Collins is feeling the heat from Denise Garner, the Democrat challenging his re-election. She’s noted the GOP’s comforting of crooks, including but not limited to Gates. Collins was a major benefactor of the criminal enterprise known as Ecclesia College, whose president schemed to pay kickbacks to legislators who helped him reap hundreds of thousands in taxpayer money for his putative little Bible college. Collins wasn’t accused of being part of the kickback scheme, but he helped shovel the dough to an enterprise state auditors, the Arkansas Times and a few others have said smelled from the get-go.

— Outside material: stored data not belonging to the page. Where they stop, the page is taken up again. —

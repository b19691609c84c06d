use std::collections::{HashMap, HashSet};
use std::sync::Arc;

use parking_lot::Mutex;

use crate::common::{AbortReason, HeapDbError, PageId, Result, TransactionId};

use super::{LockMode, PageLock};

struct WaitEdge {
    page_id: PageId,
    lock: Arc<PageLock>,
    mode: LockMode,
}

/// Records which lock each blocked transaction is waiting for.
///
/// Edges point from a waiting transaction to a lock, not to other
/// transactions: the transactions it waits for are read off the lock's
/// current holders during detection, so the graph never goes stale when
/// holders come and go. All edges sit behind one mutex so a detection pass
/// sees a consistent graph.
pub struct WaitForGraph {
    edges: Mutex<HashMap<TransactionId, Vec<WaitEdge>>>,
}

impl WaitForGraph {
    pub fn new() -> Self {
        Self {
            edges: Mutex::new(HashMap::new()),
        }
    }

    /// Records that `tid` is about to wait on `lock` and checks for a cycle.
    ///
    /// If waiting would deadlock the edge is removed again and `tid` is
    /// refused with a deadlock abort.
    pub fn wait_on(&self, tid: TransactionId, lock: &Arc<PageLock>, mode: LockMode) -> Result<()> {
        let page_id = lock.page_id();
        let mut edges = self.edges.lock();

        let waits = edges.entry(tid).or_default();
        if !waits.iter().any(|e| e.page_id == page_id && e.mode == mode) {
            waits.push(WaitEdge {
                page_id,
                lock: Arc::clone(lock),
                mode,
            });
        }

        if Self::reaches(&edges, tid) {
            Self::remove_edge_locked(&mut edges, tid, page_id);
            return Err(HeapDbError::aborted(tid, page_id, AbortReason::Deadlock));
        }
        Ok(())
    }

    /// Depth-first search over "waits for" from `start`; true if it leads back.
    fn reaches(edges: &HashMap<TransactionId, Vec<WaitEdge>>, start: TransactionId) -> bool {
        let mut visited = HashSet::new();
        let mut stack = vec![start];

        while let Some(node) = stack.pop() {
            let Some(waits) = edges.get(&node) else {
                continue;
            };
            for edge in waits {
                for blocker in edge.lock.blockers(node, edge.mode) {
                    if blocker == start {
                        return true;
                    }
                    if visited.insert(blocker) {
                        stack.push(blocker);
                    }
                }
            }
        }
        false
    }

    /// Removes the edge from `tid` to the lock on `page_id`, if any.
    pub fn remove_edge(&self, tid: TransactionId, page_id: PageId) {
        Self::remove_edge_locked(&mut self.edges.lock(), tid, page_id);
    }

    fn remove_edge_locked(
        edges: &mut HashMap<TransactionId, Vec<WaitEdge>>,
        tid: TransactionId,
        page_id: PageId,
    ) {
        if let Some(waits) = edges.get_mut(&tid) {
            waits.retain(|e| e.page_id != page_id);
            if waits.is_empty() {
                edges.remove(&tid);
            }
        }
    }

    /// Drops every edge out of `tid`.
    pub fn remove_transaction(&self, tid: TransactionId) {
        self.edges.lock().remove(&tid);
    }

    /// Pages `tid` is currently recorded as waiting for.
    pub fn waiting_on(&self, tid: TransactionId) -> Vec<PageId> {
        self.edges
            .lock()
            .get(&tid)
            .map(|waits| waits.iter().map(|e| e.page_id).collect())
            .unwrap_or_default()
    }

    /// Returns true if `tid` is part of a wait cycle right now.
    pub fn has_cycle_from(&self, tid: TransactionId) -> bool {
        Self::reaches(&self.edges.lock(), tid)
    }
}

impl Default for WaitForGraph {
    fn default() -> Self {
        Self::new()
    }
}

#[cfg(test)]
mod tests {
    use super::*;
    use crate::common::TableId;
    use std::time::Duration;

    fn page_lock(page_no: u32) -> Arc<PageLock> {
        Arc::new(PageLock::new(PageId::new(TableId(1), page_no)))
    }

    #[test]
    fn test_no_cycle_without_holders() {
        let graph = WaitForGraph::new();
        let lock = page_lock(0);
        let t1 = TransactionId::new();

        graph.wait_on(t1, &lock, LockMode::Exclusive).unwrap();
        assert_eq!(graph.waiting_on(t1), vec![lock.page_id()]);
        assert!(!graph.has_cycle_from(t1));

        graph.remove_edge(t1, lock.page_id());
        assert!(graph.waiting_on(t1).is_empty());
    }

    #[test]
    fn test_two_party_cycle_is_refused() {
        let graph = WaitForGraph::new();
        let (a, b) = (page_lock(0), page_lock(1));
        let (t1, t2) = (TransactionId::new(), TransactionId::new());
        let none = Some(Duration::ZERO);

        a.acquire_exclusive(t1, &graph, none).unwrap();
        b.acquire_exclusive(t2, &graph, none).unwrap();

        // t1 waits for b (held by t2)
        graph.wait_on(t1, &b, LockMode::Exclusive).unwrap();

        // t2 waiting for a (held by t1) closes the cycle
        let err = graph.wait_on(t2, &a, LockMode::Shared).unwrap_err();
        assert!(matches!(
            err,
            HeapDbError::Aborted {
                reason: AbortReason::Deadlock,
                ..
            }
        ));
        assert!(graph.waiting_on(t2).is_empty());
        assert_eq!(graph.waiting_on(t1), vec![b.page_id()]);

        graph.remove_transaction(t1);
        assert!(graph.waiting_on(t1).is_empty());
    }

    #[test]
    fn test_shared_requests_do_not_wait_on_readers() {
        let graph = WaitForGraph::new();
        let (a, b) = (page_lock(0), page_lock(1));
        let (t1, t2) = (TransactionId::new(), TransactionId::new());
        let none = Some(Duration::ZERO);

        a.acquire_shared(t1, &graph, none).unwrap();
        b.acquire_shared(t2, &graph, none).unwrap();

        graph.wait_on(t1, &b, LockMode::Shared).unwrap();
        graph.wait_on(t2, &a, LockMode::Shared).unwrap();
        assert!(!graph.has_cycle_from(t1));
    }
}
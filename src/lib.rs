//! heapdb - the storage and concurrency core of a small relational database
//!
//! Tables are heap files of fixed-size pages holding fixed-width records.
//! Transactions reach pages only through a capacity-bounded buffer pool that
//! takes page-level shared/exclusive locks under strict two-phase locking and
//! breaks deadlocks by refusing the request that would close a wait cycle.
//!
//! # Architecture
//!
//! - **Storage Layer** (`storage`): Disk I/O and page organization
//!   - `PageStore`: Reads, writes and appends whole pages of one file
//!   - `HeapPage`: Bitmap-slotted page of fixed-width records
//!   - `HeapFile`: A table's pages, insert placement and table scans
//!
//! - **Concurrency** (`concurrency`): Page locks and transactions
//!   - `PageLock`: Reader/writer lock with shared-to-exclusive upgrade
//!   - `WaitForGraph`: Deadlock detection before every wait
//!   - `LockManager`: The lock table
//!   - `Transaction`: Commit/abort handle
//!
//! - **Buffer Pool** (`buffer`): The transactional page cache
//!   - `BufferPool`: Lock, fetch, evict, flush, commit and abort
//!   - `LruReplacer`: Least-recently-used victim selection
//!   - `Frame`: A cached page and its dirty state
//!
//! - **Catalog** (`catalog`): Table names, schemas and heap files
//!
//! - **Tuples** (`tuple`): Schemas, values and the fixed record encoding
//!
//! # Example
//!
//! ```rust,no_run
//! use heapdb::tuple::{DataType, Schema, TupleBuilder};
//! use heapdb::{Database, StorageConfig};
//!
//! let db = Database::new(StorageConfig::default()).unwrap();
//! let schema = Schema::builder()
//!     .column("id", DataType::Integer)
//!     .column("name", DataType::Text(32))
//!     .build_arc()
//!     .unwrap();
//! let table_id = db.create_table("users", schema.clone(), "users.dat").unwrap();
//!
//! let txn = db.begin();
//! let mut tuple = TupleBuilder::new(schema)
//!     .value(1)
//!     .value("alice")
//!     .build()
//!     .unwrap();
//! db.buffer_pool()
//!     .insert_tuple(txn.id(), table_id, &mut tuple)
//!     .unwrap();
//! txn.commit().unwrap();
//! ```

pub mod buffer;
pub mod catalog;
pub mod common;
pub mod concurrency;
pub mod database;
pub mod storage;
pub mod tuple;

// Re-export commonly used types at the crate root
pub use common::{
    HeapDbError, PageId, Permissions, RecordId, Result, SlotId, StorageConfig, TableId,
    TransactionId,
};
pub use database::Database;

I wish government ethics was a campaign issue. It should be issue No. 1 — honest and accountable elected officials. Sadly, it hasn’ had a lot of resonance over the years.

Is this year different, thanks to the growing number of indictments of crooks? Maybe so. That Charlie Collins and Asa Hutchinson reconsidered earlier hands-off postures and have called for Gates’ resignation might mean something.


Some things never change, though. Doyle Webb, chair of the Arkansas Republican Party, is backing Gates’ ability to stay in office to the hilt. And should Gates defeat his Democratic challenger in November, I’m sure Webb will back him even more, at least until the GOP can rig up a special election for an unsullied Republican to attempt to hold onto the seat.